Saved data entries:
=====

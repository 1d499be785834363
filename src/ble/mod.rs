//! BLE module for the device link
//!
//! Defines the fixed GATT characteristics, the transport seam the rest of
//! the daemon talks to, and a transport that bridges to a platform BLE
//! helper over a Unix socket.

mod bridge;
mod characteristic;
mod protocol;
mod transport;

pub use bridge::{BridgeListener, BridgeTransport};
pub use characteristic::{Characteristic, Notification};
pub use transport::{BleTransport, NotificationSender, TransportError};
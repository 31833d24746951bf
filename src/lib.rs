//! Minimal linked collections: an insertion-only [`Bag`](bag::Bag) and a FIFO [`Queue`](queue::Queue).
#![cfg_attr(docsrs, feature(doc_cfg))]

pub mod bag;
mod chain;
pub mod queue;
#[cfg(feature = "sink")]
mod sink;

pub use chain::{IntoIter, Iter};

pub mod prelude {
    pub use crate::bag::Bag;
    pub use crate::queue::Queue;
}
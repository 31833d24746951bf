use linked_bag_queue::prelude::*;

#[test]
fn test_bag_reverses_insertion_order() {
    let mut bag = Bag::new();
    bag.add(1);
    bag.add(2);
    bag.add(3);

    assert_eq!(3, bag.len());
    assert_eq!(vec![3, 2, 1], bag.iter().copied().collect::<Vec<_>>());
    assert_eq!("[3, 2, 1]", bag.to_string());
}

#[test]
fn test_queue_drains_in_fifo_order() {
    let mut queue = Queue::new();
    queue.enqueue(1);
    queue.enqueue(2);
    queue.enqueue(3);

    assert_eq!(Some(1), queue.dequeue());
    assert_eq!(Some(2), queue.dequeue());
    assert_eq!(Some(3), queue.dequeue());
    assert_eq!(None, queue.dequeue());
    assert!(queue.is_empty());
}

#[test]
fn test_queue_interleaved_operations() {
    let mut queue = Queue::new();
    let mut results = Vec::new();
    queue.enqueue(1);
    results.extend(queue.dequeue());
    queue.enqueue(2);
    queue.enqueue(3);
    results.extend(queue.dequeue());

    assert_eq!(vec![1, 2], results);
    assert_eq!(1, queue.len());
    assert_eq!(Some(&3), queue.peek());
    assert_eq!("[3]", queue.to_string());
}

#[test]
fn test_empty_containers_render_as_brackets() {
    assert_eq!("[]", Bag::<u8>::new().to_string());
    assert_eq!("[]", Queue::<u8>::new().to_string());
    assert_eq!("[]", format!("{:?}", Bag::<u8>::default()));
    assert_eq!("[]", format!("{:?}", Queue::<u8>::default()));
}

#[test]
fn test_is_empty_tracks_len() {
    let mut bag = Bag::new();
    let mut queue = Queue::new();
    assert!(bag.is_empty() && queue.is_empty());

    for i in 0..10 {
        bag.add(i);
        queue.enqueue(i);
        assert_eq!(bag.is_empty(), bag.len() == 0);
        assert_eq!(queue.is_empty(), queue.len() == 0);
    }
    while queue.dequeue().is_some() {
        assert_eq!(queue.is_empty(), queue.len() == 0);
    }
    assert!(queue.is_empty());
    assert_eq!(10, bag.len());
}

#[test]
fn test_consuming_iterators_follow_natural_order() {
    let bag: Bag<_> = ["one", "two", "three"].into_iter().collect();
    let queue: Queue<_> = ["one", "two", "three"].into_iter().collect();

    assert_eq!(vec!["three", "two", "one"], bag.into_iter().collect::<Vec<_>>());
    assert_eq!(vec!["one", "two", "three"], queue.into_iter().collect::<Vec<_>>());
}

#[test]
fn test_large_containers_drop_cleanly() {
    let bag: Bag<_> = (0..1_000_000u64).collect();
    let queue: Queue<_> = (0..1_000_000u64).collect();
    assert_eq!(Some(&999_999), bag.iter().next());
    assert_eq!(Some(&0), queue.peek());
    drop(bag);
    drop(queue);
}
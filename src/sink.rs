//! [`futures::Sink`] adapters. Both containers are unbounded, so the sinks are always ready
//! and never fail.

use crate::bag::Bag;
use crate::queue::Queue;
use futures::Sink;
use std::convert::Infallible;
use std::pin::Pin;
use std::task::{Context, Poll};

#[cfg_attr(docsrs, doc(cfg(feature = "sink")))]
impl<E> Sink<E> for Queue<E> {
    type Error = Infallible;

    fn poll_ready(self: Pin<&mut Self>, _cx: &mut Context<'_>) -> Poll<Result<(), Self::Error>> {
        Poll::Ready(Ok(()))
    }

    fn start_send(self: Pin<&mut Self>, item: E) -> Result<(), Self::Error> {
        self.get_mut().enqueue(item);
        Ok(())
    }

    fn poll_flush(self: Pin<&mut Self>, _cx: &mut Context<'_>) -> Poll<Result<(), Self::Error>> {
        Poll::Ready(Ok(()))
    }

    fn poll_close(self: Pin<&mut Self>, _cx: &mut Context<'_>) -> Poll<Result<(), Self::Error>> {
        Poll::Ready(Ok(()))
    }
}

#[cfg_attr(docsrs, doc(cfg(feature = "sink")))]
impl<E> Sink<E> for Bag<E> {
    type Error = Infallible;

    fn poll_ready(self: Pin<&mut Self>, _cx: &mut Context<'_>) -> Poll<Result<(), Self::Error>> {
        Poll::Ready(Ok(()))
    }

    fn start_send(self: Pin<&mut Self>, item: E) -> Result<(), Self::Error> {
        self.get_mut().add(item);
        Ok(())
    }

    fn poll_flush(self: Pin<&mut Self>, _cx: &mut Context<'_>) -> Poll<Result<(), Self::Error>> {
        Poll::Ready(Ok(()))
    }

    fn poll_close(self: Pin<&mut Self>, _cx: &mut Context<'_>) -> Poll<Result<(), Self::Error>> {
        Poll::Ready(Ok(()))
    }
}

// only built with `cargo test --features sink` (or `--all-features`)
#[cfg(test)]
mod tests {
    use super::*;
    use futures::{SinkExt, StreamExt, stream};
    use static_assertions::assert_impl_all;
    use tokio_test::block_on;

    #[test]
    fn test_sink_static_properties() {
        assert_impl_all!(Queue<usize>: Sink<usize>, Unpin);
        assert_impl_all!(Bag<usize>: Sink<usize>, Unpin);
    }

    #[test]
    fn test_queue_sink_enqueues_in_order() {
        let mut queue = Queue::new();
        block_on(async {
            queue.send(1).await.unwrap();
            queue.feed(2).await.unwrap();
            queue.send_all(&mut stream::iter(3..=5).map(Ok)).await.unwrap();
        });
        assert_eq!("[1, 2, 3, 4, 5]", queue.to_string());
    }

    #[test]
    fn test_bag_sink_adds_at_head() {
        let mut bag = Bag::new();
        block_on(async {
            stream::iter(["a", "b", "c"]).map(Ok).forward(&mut bag).await.unwrap();
        });
        assert_eq!(3, bag.len());
        assert_eq!("[c, b, a]", bag.to_string());
    }
}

=====

Work required: Could all of the entries be retyped word for word?

Solution to the exercise:
repository 1d499be785834363
filename src/ble/mod.rs
//! BLE module for the device link
//!
//! Defines the fixed GATT characteristics, the transport seam the rest of
//! the daemon talks to, and a transport that bridges to a platform BLE
//! helper over a Unix socket.

mod bridge;
mod characteristic;
mod protocol;
mod transport;

pub use bridge::{BridgeListener, BridgeTransport};
pub use characteristic::{Characteristic, Notification};
pub use transport::{BleTransport, NotificationSender, TransportError};
repository 31833d24746951bf
filename src/lib.rs
//! Minimal linked collections: an insertion-only [`Bag`](bag::Bag) and a FIFO [`Queue`](queue::Queue).
#![cfg_attr(docsrs, feature(doc_cfg))]

pub mod bag;
mod chain;
pub mod queue;
#[cfg(feature = "sink")]
mod sink;

pub use chain::{IntoIter, Iter};

pub mod prelude {
    pub use crate::bag::Bag;
    pub use crate::queue::Queue;
}
repository 31833d24746951bf
use linked_bag_queue::prelude::*;

#[test]
fn test_bag_reverses_insertion_order() {
    let mut bag = Bag::new();
    bag.add(1);
    bag.add(2);
    bag.add(3);

    assert_eq!(3, bag.len());
    assert_eq!(vec![3, 2, 1], bag.iter().copied().collect::<Vec<_>>());
    assert_eq!("[3, 2, 1]", bag.to_string());
}

#[test]
fn test_queue_drains_in_fifo_order() {
    let mut queue = Queue::new();
    queue.enqueue(1);
    queue.enqueue(2);
    queue.enqueue(3);

    assert_eq!(Some(1), queue.dequeue());
    assert_eq!(Some(2), queue.dequeue());
    assert_eq!(Some(3), queue.dequeue());
    assert_eq!(None, queue.dequeue());
    assert!(queue.is_empty());
}

#[test]
fn test_queue_interleaved_operations() {
    let mut queue = Queue::new();
    let mut results = Vec::new();
    queue.enqueue(1);
    results.extend(queue.dequeue());
    queue.enqueue(2);
    queue.enqueue(3);
    results.extend(queue.dequeue());

    assert_eq!(vec![1, 2], results);
    assert_eq!(1, queue.len());
    assert_eq!(Some(&3), queue.peek());
    assert_eq!("[3]", queue.to_string());
}

#[test]
fn test_empty_containers_render_as_brackets() {
    assert_eq!("[]", Bag::<u8>::new().to_string());
    assert_eq!("[]", Queue::<u8>::new().to_string());
    assert_eq!("[]", format!("{:?}", Bag::<u8>::default()));
    assert_eq!("[]", format!("{:?}", Queue::<u8>::default()));
}

#[test]
fn test_is_empty_tracks_len() {
    let mut bag = Bag::new();
    let mut queue = Queue::new();
    assert!(bag.is_empty() && queue.is_empty());

    for i in 0..10 {
        bag.add(i);
        queue.enqueue(i);
        assert_eq!(bag.is_empty(), bag.len() == 0);
        assert_eq!(queue.is_empty(), queue.len() == 0);
    }
    while queue.dequeue().is_some() {
        assert_eq!(queue.is_empty(), queue.len() == 0);
    }
    assert!(queue.is_empty());
    assert_eq!(10, bag.len());
}

#[test]
fn test_consuming_iterators_follow_natural_order() {
    let bag: Bag<_> = ["one", "two", "three"].into_iter().collect();
    let queue: Queue<_> = ["one", "two", "three"].into_iter().collect();

    assert_eq!(vec!["three", "two", "one"], bag.into_iter().collect::<Vec<_>>());
    assert_eq!(vec!["one", "two", "three"], queue.into_iter().collect::<Vec<_>>());
}

#[test]
fn test_large_containers_drop_cleanly() {
    let bag: Bag<_> = (0..1_000_000u64).collect();
    let queue: Queue<_> = (0..1_000_000u64).collect();
    assert_eq!(Some(&999_999), bag.iter().next());
    assert_eq!(Some(&0), queue.peek());
    drop(bag);
    drop(queue);
}
filename src/sink.rs
//! [`futures::Sink`] adapters. Both containers are unbounded, so the sinks are always ready
//! and never fail.

use crate::bag::Bag;
use crate::queue::Queue;
use futures::Sink;
use std::convert::Infallible;
use std::pin::Pin;
use std::task::{Context, Poll};

#[cfg_attr(docsrs, doc(cfg(feature = "sink")))]
impl<E> Sink<E> for Queue<E> {
    type Error = Infallible;

    fn poll_ready(self: Pin<&mut Self>, _cx: &mut Context<'_>) -> Poll<Result<(), Self::Error>> {
        Poll::Ready(Ok(()))
    }

    fn start_send(self: Pin<&mut Self>, item: E) -> Result<(), Self::Error> {
        self.get_mut().enqueue(item);
        Ok(())
    }

    fn poll_flush(self: Pin<&mut Self>, _cx: &mut Context<'_>) -> Poll<Result<(), Self::Error>> {
        Poll::Ready(Ok(()))
    }

    fn poll_close(self: Pin<&mut Self>, _cx: &mut Context<'_>) -> Poll<Result<(), Self::Error>> {
        Poll::Ready(Ok(()))
    }
}

#[cfg_attr(docsrs, doc(cfg(feature = "sink")))]
impl<E> Sink<E> for Bag<E> {
    type Error = Infallible;

    fn poll_ready(self: Pin<&mut Self>, _cx: &mut Context<'_>) -> Poll<Result<(), Self::Error>> {
        Poll::Ready(Ok(()))
    }

    fn start_send(self: Pin<&mut Self>, item: E) -> Result<(), Self::Error> {
        self.get_mut().add(item);
        Ok(())
    }

    fn poll_flush(self: Pin<&mut Self>, _cx: &mut Context<'_>) -> Poll<Result<(), Self::Error>> {
        Poll::Ready(Ok(()))
    }

    fn poll_close(self: Pin<&mut Self>, _cx: &mut Context<'_>) -> Poll<Result<(), Self::Error>> {
        Poll::Ready(Ok(()))
    }
}

// only built with `cargo test --features sink` (or `--all-features`)
#[cfg(test)]
mod tests {
    use super::*;
    use futures::{SinkExt, StreamExt, stream};
    use static_assertions::assert_impl_all;
    use tokio_test::block_on;

    #[test]
    fn test_sink_static_properties() {
        assert_impl_all!(Queue<usize>: Sink<usize>, Unpin);
        assert_impl_all!(Bag<usize>: Sink<usize>, Unpin);
    }

    #[test]
    fn test_queue_sink_enqueues_in_order() {
        let mut queue = Queue::new();
        block_on(async {
            queue.send(1).await.unwrap();
            queue.feed(2).await.unwrap();
            queue.send_all(&mut stream::iter(3..=5).map(Ok)).await.unwrap();
        });
        assert_eq!("[1, 2, 3, 4, 5]", queue.to_string());
    }

    #[test]
    fn test_bag_sink_adds_at_head() {
        let mut bag = Bag::new();
        block_on(async {
            stream::iter(["a", "b", "c"]).map(Ok).forward(&mut bag).await.unwrap();
        });
        assert_eq!(3, bag.len());
        assert_eq!("[c, b, a]", bag.to_string());
    }
}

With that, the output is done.